Sten von Friesen (March 18, 1907, Uppsala; September 9, 1996) was a Swedish physicist who was most known for having participated in the Swedish hit show Fråga Lund.

== Biography ==
Sten von Friesen was born in Uppsala in 1907, and his father was the Swedish linguist Otto von Friesen. He was awarded his Doctor of Philosophy in 1935 at Uppsala University for his research led by Manne Siegbahn on the measurement of wavelengths in the elements X-ray spectrum. von Friesen moved to the newly established Nobel Institute for Physics in Stockholm in 1937 along Siegbahn. Together they started the construction of Sweden's first cyclotron, but von Friesen was mobilized at the Finnish border after the outbreak of World War II shortly after the completion of the cyclotron.

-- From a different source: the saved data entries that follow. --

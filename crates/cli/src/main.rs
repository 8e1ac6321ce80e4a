use tracing_subscriber::EnvFilter;

fn main() {
    tracing_subscriber::fmt()
        .with_env_filter(EnvFilter::try_from_default_env().unwrap_or_else(|_| EnvFilter::new("warn")))
        .with_writer(std::io::stderr)
        .init();

    if let Err(error) = ink_cli::run(std::env::args_os()) {
        eprintln!("{error:#}");
        std::process::exit(1);
    }
}
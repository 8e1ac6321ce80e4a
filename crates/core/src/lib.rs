//! Ink Annotation Core Library
//!
//! Stroke model, eraser geometry and undo history for freehand ink on PDF
//! pages.

pub mod annotation;
pub mod capture;
pub mod eraser;
pub mod history;
pub mod palette;

pub use annotation::{
    BrushKind, Bounds, Color, PageAnnotations, PagePoint, Stroke, STROKE_BOUNDS_PADDING,
};
pub use capture::{pressure_width, StrokeCapture};
pub use eraser::{hit_strokes, stroke_hit, EraserTracker, Segment, DEFAULT_ERASER_RADIUS};
pub use history::{ActionLog, ErasedStroke, Gesture, UndoableAction};
pub use palette::{ColorPalette, COLOR_NAMES, DEFAULT_COLORS};
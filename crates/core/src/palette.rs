//! Ink color palette
//!
//! Keeps the picker swatches and the drawing colors in sync. Material Design
//! 500 values are used by default.

use crate::annotation::Color;

/// Default swatches: black, red, blue, green, yellow, pink, gray, cyan, white
pub const DEFAULT_COLORS: [Color; 9] = [
    Color { r: 0x00, g: 0x00, b: 0x00, a: 0xFF },
    Color { r: 0xF4, g: 0x43, b: 0x36, a: 0xFF },
    Color { r: 0x21, g: 0x96, b: 0xF3, a: 0xFF },
    Color { r: 0x4C, g: 0xAF, b: 0x50, a: 0xFF },
    Color { r: 0xFF, g: 0xEB, b: 0x3B, a: 0xFF },
    Color { r: 0xE9, g: 0x1E, b: 0x63, a: 0xFF },
    Color { r: 0x9E, g: 0x9E, b: 0x9E, a: 0xFF },
    Color { r: 0x00, g: 0xBC, b: 0xD4, a: 0xFF },
    Color { r: 0xFF, g: 0xFF, b: 0xFF, a: 0xFF },
];

/// Swatch names, index-aligned with [`DEFAULT_COLORS`]
pub const COLOR_NAMES: [&str; 9] =
    ["Black", "Red", "Blue", "Green", "Yellow", "Pink", "Gray", "Cyan", "White"];

/// Fixed-size set of ink colors
#[derive(Debug, Clone, PartialEq, Eq)]
pub struct ColorPalette {
    colors: [Color; 9],
}

impl ColorPalette {
    /// Palette with the default swatches
    pub fn new() -> Self {
        Self { colors: DEFAULT_COLORS }
    }

    /// Override the leading swatches; missing slots keep their defaults and
    /// extra colors are ignored.
    pub fn with_colors(custom: &[Color]) -> Self {
        let mut palette = Self::new();
        for (slot, color) in palette.colors.iter_mut().zip(custom) {
            *slot = *color;
        }
        palette
    }

    /// Build from hex strings. Unparsable entries keep the default swatch.
    pub fn from_hex_strings(hex_colors: &[&str]) -> Self {
        let mut palette = Self::new();
        for (slot, hex) in palette.colors.iter_mut().zip(hex_colors) {
            if let Some(color) = Color::from_hex(hex) {
                *slot = color;
            }
        }
        palette
    }

    /// Color at `index`, black when out of range
    pub fn color(&self, index: usize) -> Color {
        self.colors.get(index).copied().unwrap_or(Color::BLACK)
    }

    pub fn colors(&self) -> &[Color] {
        &self.colors
    }

    pub fn len(&self) -> usize {
        self.colors.len()
    }

    pub fn is_empty(&self) -> bool {
        false
    }
}

impl Default for ColorPalette {
    fn default() -> Self {
        Self::new()
    }
}
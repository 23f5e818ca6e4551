//! 配置加载的集成测试
//!
//! 这些测试操作进程级环境变量，用一把静态互斥量串行化，避免并行
//! 测试互相干扰。

use parcsv::config::Config;
use std::io::Write;
use std::sync::Mutex;
use tempfile::NamedTempFile;

/// 串行化环境变量操作
static ENV_LOCK: Mutex<()> = Mutex::new(());

/// 写出一个临时配置文件
fn write_config_file(content: &str) -> NamedTempFile {
    let mut file = NamedTempFile::new().expect("创建临时文件失败");
    write!(file, "{}", content).expect("写入配置失败");
    file.flush().expect("flush 失败");
    file
}

#[test]
fn test_load_from_env_path() {
    let _guard = ENV_LOCK.lock().unwrap();
    let file = write_config_file(
        "[read]\nnthreads = 3\nmax_nrows = 500\nreport_progress = true\n\
         mean_line_length = 42.0\n\n[csv]\ndelimiter = \";\"\nhas_header = false\n",
    );
    std::env::set_var("PARCSV_CONFIG", file.path());

    let rt = Config::load().unwrap();
    std::env::remove_var("PARCSV_CONFIG");

    assert_eq!(rt.read.nthreads, 3);
    assert_eq!(rt.read.max_nrows, 500);
    assert!(rt.read.report_progress);
    assert!((rt.mean_line_length - 42.0).abs() < f64::EPSILON);
    assert_eq!(rt.delimiter, b';');
    assert_eq!(rt.quote, b'"');
    assert!(!rt.has_header);
}

#[test]
fn test_load_invalid_toml_is_config_error() {
    let _guard = ENV_LOCK.lock().unwrap();
    let file = write_config_file("[read\nnthreads = !!!\n");
    std::env::set_var("PARCSV_CONFIG", file.path());

    let err = Config::load().unwrap_err();
    std::env::remove_var("PARCSV_CONFIG");

    assert!(err.is_config_error());
}

#[test]
fn test_load_rejects_multibyte_delimiter() {
    let _guard = ENV_LOCK.lock().unwrap();
    let file = write_config_file("[csv]\ndelimiter = \"ab\"\n");
    std::env::set_var("PARCSV_CONFIG", file.path());

    let err = Config::load().unwrap_err();
    std::env::remove_var("PARCSV_CONFIG");

    assert!(err.is_config_error());
}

von Friesen became a professor at the Department of Physics at Lund University in 1948, and held the post until his retirement in 1972 when was succeeded by Hans Ryde. As a professor he continued his research on nuclear physics, and he was in charge when Lund University received its first particle accelerator. One of the highlights of his research happened when he and his team could show that the presence of elements in the Milky Way is the same as it is in the distant galaxies.

For a wider public, he became known through his participation in the TV program Fråga Lund in the 1960s and 1970s, where he was one of six scientists in the Panel who answered questions from the audience. In addition, he became a member of the Royal Swedish Academy of Sciences in 1964. He is buried at Uppsala Old Cemetery in the same tomb as the father.